*Records from a data source*
____

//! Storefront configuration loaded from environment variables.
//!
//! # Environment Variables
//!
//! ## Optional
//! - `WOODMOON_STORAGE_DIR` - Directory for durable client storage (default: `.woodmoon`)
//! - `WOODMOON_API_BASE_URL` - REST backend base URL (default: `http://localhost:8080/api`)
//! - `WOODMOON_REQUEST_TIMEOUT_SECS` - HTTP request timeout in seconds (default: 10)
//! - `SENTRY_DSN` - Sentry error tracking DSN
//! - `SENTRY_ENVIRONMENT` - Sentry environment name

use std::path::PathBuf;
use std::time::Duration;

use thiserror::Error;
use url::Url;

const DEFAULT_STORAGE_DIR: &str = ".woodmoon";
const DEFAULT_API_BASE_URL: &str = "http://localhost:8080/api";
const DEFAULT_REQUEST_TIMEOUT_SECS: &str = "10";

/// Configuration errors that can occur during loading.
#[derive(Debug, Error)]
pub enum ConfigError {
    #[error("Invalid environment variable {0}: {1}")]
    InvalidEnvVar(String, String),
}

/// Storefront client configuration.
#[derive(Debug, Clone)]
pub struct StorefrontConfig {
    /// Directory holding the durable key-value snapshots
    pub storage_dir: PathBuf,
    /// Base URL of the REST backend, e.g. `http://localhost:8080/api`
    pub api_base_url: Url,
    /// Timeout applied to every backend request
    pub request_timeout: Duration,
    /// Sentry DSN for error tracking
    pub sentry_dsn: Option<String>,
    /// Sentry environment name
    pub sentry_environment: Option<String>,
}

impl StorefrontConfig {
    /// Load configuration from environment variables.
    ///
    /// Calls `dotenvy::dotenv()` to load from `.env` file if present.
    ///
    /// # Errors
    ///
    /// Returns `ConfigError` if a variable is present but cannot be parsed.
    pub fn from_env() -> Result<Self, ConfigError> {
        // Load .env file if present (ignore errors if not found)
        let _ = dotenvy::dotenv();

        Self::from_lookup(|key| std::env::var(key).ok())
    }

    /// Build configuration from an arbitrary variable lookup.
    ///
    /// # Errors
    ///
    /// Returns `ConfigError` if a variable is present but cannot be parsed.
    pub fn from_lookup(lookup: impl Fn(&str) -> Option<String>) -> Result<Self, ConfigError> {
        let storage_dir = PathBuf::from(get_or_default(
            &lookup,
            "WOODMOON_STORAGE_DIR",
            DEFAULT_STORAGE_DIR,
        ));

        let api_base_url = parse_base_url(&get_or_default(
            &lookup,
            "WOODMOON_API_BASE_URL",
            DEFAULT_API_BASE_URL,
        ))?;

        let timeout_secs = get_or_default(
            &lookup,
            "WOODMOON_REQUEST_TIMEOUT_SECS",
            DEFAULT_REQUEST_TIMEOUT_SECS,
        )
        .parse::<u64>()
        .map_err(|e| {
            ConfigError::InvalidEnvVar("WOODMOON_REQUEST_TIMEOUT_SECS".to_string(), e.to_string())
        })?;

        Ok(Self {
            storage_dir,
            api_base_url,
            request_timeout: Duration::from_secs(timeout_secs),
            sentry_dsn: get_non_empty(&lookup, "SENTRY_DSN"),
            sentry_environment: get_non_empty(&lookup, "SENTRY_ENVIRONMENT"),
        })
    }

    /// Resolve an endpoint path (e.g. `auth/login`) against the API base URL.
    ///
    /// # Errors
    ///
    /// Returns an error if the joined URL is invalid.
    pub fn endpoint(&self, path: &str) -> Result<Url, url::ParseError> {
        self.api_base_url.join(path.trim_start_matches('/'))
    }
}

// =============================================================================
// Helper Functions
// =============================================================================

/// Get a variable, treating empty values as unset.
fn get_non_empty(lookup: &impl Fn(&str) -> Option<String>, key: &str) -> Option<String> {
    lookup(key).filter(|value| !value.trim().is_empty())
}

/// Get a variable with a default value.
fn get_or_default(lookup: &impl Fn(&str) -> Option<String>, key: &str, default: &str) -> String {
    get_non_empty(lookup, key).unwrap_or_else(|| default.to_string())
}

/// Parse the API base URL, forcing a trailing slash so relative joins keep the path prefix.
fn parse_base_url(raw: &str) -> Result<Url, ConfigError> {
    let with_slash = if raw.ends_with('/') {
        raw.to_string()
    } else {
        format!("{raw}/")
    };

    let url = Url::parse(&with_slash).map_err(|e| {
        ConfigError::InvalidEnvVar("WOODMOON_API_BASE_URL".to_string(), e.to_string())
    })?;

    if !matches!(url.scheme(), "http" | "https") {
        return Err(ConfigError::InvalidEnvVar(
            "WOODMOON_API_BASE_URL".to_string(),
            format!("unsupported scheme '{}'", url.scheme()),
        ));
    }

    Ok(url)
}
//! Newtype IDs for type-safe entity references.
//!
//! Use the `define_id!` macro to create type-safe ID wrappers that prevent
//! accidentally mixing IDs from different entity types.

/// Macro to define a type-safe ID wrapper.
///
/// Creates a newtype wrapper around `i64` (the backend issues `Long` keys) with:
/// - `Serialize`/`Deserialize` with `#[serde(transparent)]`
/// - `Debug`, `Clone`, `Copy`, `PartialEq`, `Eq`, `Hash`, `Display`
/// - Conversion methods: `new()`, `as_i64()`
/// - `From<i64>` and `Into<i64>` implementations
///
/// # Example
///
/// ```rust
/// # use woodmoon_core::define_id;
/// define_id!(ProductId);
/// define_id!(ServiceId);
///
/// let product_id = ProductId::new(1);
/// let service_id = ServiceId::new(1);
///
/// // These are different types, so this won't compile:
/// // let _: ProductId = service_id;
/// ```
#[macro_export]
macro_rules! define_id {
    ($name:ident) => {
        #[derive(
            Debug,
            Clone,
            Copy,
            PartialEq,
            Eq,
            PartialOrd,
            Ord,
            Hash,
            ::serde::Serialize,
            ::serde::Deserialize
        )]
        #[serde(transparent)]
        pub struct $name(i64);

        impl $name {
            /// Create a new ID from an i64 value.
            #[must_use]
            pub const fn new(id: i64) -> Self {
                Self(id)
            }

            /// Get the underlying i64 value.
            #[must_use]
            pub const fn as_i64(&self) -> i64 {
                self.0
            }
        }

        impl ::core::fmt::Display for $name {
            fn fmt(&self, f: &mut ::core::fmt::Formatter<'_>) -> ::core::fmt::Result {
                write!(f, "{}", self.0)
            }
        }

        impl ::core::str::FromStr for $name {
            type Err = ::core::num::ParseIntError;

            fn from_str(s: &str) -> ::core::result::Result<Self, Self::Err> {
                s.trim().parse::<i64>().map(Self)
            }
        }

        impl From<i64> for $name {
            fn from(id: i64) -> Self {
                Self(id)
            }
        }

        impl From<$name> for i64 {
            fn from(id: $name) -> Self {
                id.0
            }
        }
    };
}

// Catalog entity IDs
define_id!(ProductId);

____

*Problem description*
Could you write out all the entries exactly as given?

*Exercise result*
//! Storefront configuration loaded from environment variables.
//!
//! # Environment Variables
//!
//! ## Optional
//! - `WOODMOON_STORAGE_DIR` - Directory for durable client storage (default: `.woodmoon`)
//! - `WOODMOON_API_BASE_URL` - REST backend base URL (default: `http://localhost:8080/api`)
//! - `WOODMOON_REQUEST_TIMEOUT_SECS` - HTTP request timeout in seconds (default: 10)
//! - `SENTRY_DSN` - Sentry error tracking DSN
//! - `SENTRY_ENVIRONMENT` - Sentry environment name

use std::path::PathBuf;
use std::time::Duration;

use thiserror::Error;
use url::Url;

const DEFAULT_STORAGE_DIR: &str = ".woodmoon";
const DEFAULT_API_BASE_URL: &str = "http://localhost:8080/api";
const DEFAULT_REQUEST_TIMEOUT_SECS: &str = "10";

/// Configuration errors that can occur during loading.
#[derive(Debug, Error)]
pub enum ConfigError {
    #[error("Invalid environment variable {0}: {1}")]
    InvalidEnvVar(String, String),
}

/// Storefront client configuration.
#[derive(Debug, Clone)]
pub struct StorefrontConfig {
    /// Directory holding the durable key-value snapshots
    pub storage_dir: PathBuf,
    /// Base URL of the REST backend, e.g. `http://localhost:8080/api`
    pub api_base_url: Url,
    /// Timeout applied to every backend request
    pub request_timeout: Duration,
    /// Sentry DSN for error tracking
    pub sentry_dsn: Option<String>,
    /// Sentry environment name
    pub sentry_environment: Option<String>,
}

impl StorefrontConfig {
    /// Load configuration from environment variables.
    ///
    /// Calls `dotenvy::dotenv()` to load from `.env` file if present.
    ///
    /// # Errors
    ///
    /// Returns `ConfigError` if a variable is present but cannot be parsed.
    pub fn from_env() -> Result<Self, ConfigError> {
        // Load .env file if present (ignore errors if not found)
        let _ = dotenvy::dotenv();

        Self::from_lookup(|key| std::env::var(key).ok())
    }

    /// Build configuration from an arbitrary variable lookup.
    ///
    /// # Errors
    ///
    /// Returns `ConfigError` if a variable is present but cannot be parsed.
    pub fn from_lookup(lookup: impl Fn(&str) -> Option<String>) -> Result<Self, ConfigError> {
        let storage_dir = PathBuf::from(get_or_default(
            &lookup,
            "WOODMOON_STORAGE_DIR",
            DEFAULT_STORAGE_DIR,
        ));

        let api_base_url = parse_base_url(&get_or_default(
            &lookup,
            "WOODMOON_API_BASE_URL",
            DEFAULT_API_BASE_URL,
        ))?;

        let timeout_secs = get_or_default(
            &lookup,
            "WOODMOON_REQUEST_TIMEOUT_SECS",
            DEFAULT_REQUEST_TIMEOUT_SECS,
        )
        .parse::<u64>()
        .map_err(|e| {
            ConfigError::InvalidEnvVar("WOODMOON_REQUEST_TIMEOUT_SECS".to_string(), e.to_string())
        })?;

        Ok(Self {
            storage_dir,
            api_base_url,
            request_timeout: Duration::from_secs(timeout_secs),
            sentry_dsn: get_non_empty(&lookup, "SENTRY_DSN"),
            sentry_environment: get_non_empty(&lookup, "SENTRY_ENVIRONMENT"),
        })
    }

    /// Resolve an endpoint path (e.g. `auth/login`) against the API base URL.
    ///
    /// # Errors
    ///
    /// Returns an error if the joined URL is invalid.
    pub fn endpoint(&self, path: &str) -> Result<Url, url::ParseError> {
        self.api_base_url.join(path.trim_start_matches('/'))
    }
}

// =============================================================================
// Helper Functions
// =============================================================================

/// Get a variable, treating empty values as unset.
fn get_non_empty(lookup: &impl Fn(&str) -> Option<String>, key: &str) -> Option<String> {
    lookup(key).filter(|value| !value.trim().is_empty())
}

/// Get a variable with a default value.
fn get_or_default(lookup: &impl Fn(&str) -> Option<String>, key: &str, default: &str) -> String {
    get_non_empty(lookup, key).unwrap_or_else(|| default.to_string())
}

/// Parse the API base URL, forcing a trailing slash so relative joins keep the path prefix.
fn parse_base_url(raw: &str) -> Result<Url, ConfigError> {
    let with_slash = if raw.ends_with('/') {
        raw.to_string()
    } else {
        format!("{raw}/")
    };

    let url = Url::parse(&with_slash).map_err(|e| {
        ConfigError::InvalidEnvVar("WOODMOON_API_BASE_URL".to_string(), e.to_string())
    })?;

    if !matches!(url.scheme(), "http" | "https") {
        return Err(ConfigError::InvalidEnvVar(
            "WOODMOON_API_BASE_URL".to_string(),
            format!("unsupported scheme '{}'", url.scheme()),
        ));
    }

    Ok(url)
}
//! Newtype IDs for type-safe entity references.
//!
//! Use the `define_id!` macro to create type-safe ID wrappers that prevent
//! accidentally mixing IDs from different entity types.

/// Macro to define a type-safe ID wrapper.
///
/// Creates a newtype wrapper around `i64` (the backend issues `Long` keys) with:
/// - `Serialize`/`Deserialize` with `#[serde(transparent)]`
/// - `Debug`, `Clone`, `Copy`, `PartialEq`, `Eq`, `Hash`, `Display`
/// - Conversion methods: `new()`, `as_i64()`
/// - `From<i64>` and `Into<i64>` implementations
///
/// # Example
///
/// ```rust
/// # use woodmoon_core::define_id;
/// define_id!(ProductId);
/// define_id!(ServiceId);
///
/// let product_id = ProductId::new(1);
/// let service_id = ServiceId::new(1);
///
/// // These are different types, so this won't compile:
/// // let _: ProductId = service_id;
/// ```
#[macro_export]
macro_rules! define_id {
    ($name:ident) => {
        #[derive(
            Debug,
            Clone,
            Copy,
            PartialEq,
            Eq,
            PartialOrd,
            Ord,
            Hash,
            ::serde::Serialize,
            ::serde::Deserialize
        )]
        #[serde(transparent)]
        pub struct $name(i64);

        impl $name {
            /// Create a new ID from an i64 value.
            #[must_use]
            pub const fn new(id: i64) -> Self {
                Self(id)
            }

            /// Get the underlying i64 value.
            #[must_use]
            pub const fn as_i64(&self) -> i64 {
                self.0
            }
        }

        impl ::core::fmt::Display for $name {
            fn fmt(&self, f: &mut ::core::fmt::Formatter<'_>) -> ::core::fmt::Result {
                write!(f, "{}", self.0)
            }
        }

        impl ::core::str::FromStr for $name {
            type Err = ::core::num::ParseIntError;

            fn from_str(s: &str) -> ::core::result::Result<Self, Self::Err> {
                s.trim().parse::<i64>().map(Self)
            }
        }

        impl From<i64> for $name {
            fn from(id: i64) -> Self {
                Self(id)
            }
        }

        impl From<$name> for i64 {
            fn from(id: $name) -> Self {
                id.0
            }
        }
    };
}

// Catalog entity IDs
define_id!(ProductId);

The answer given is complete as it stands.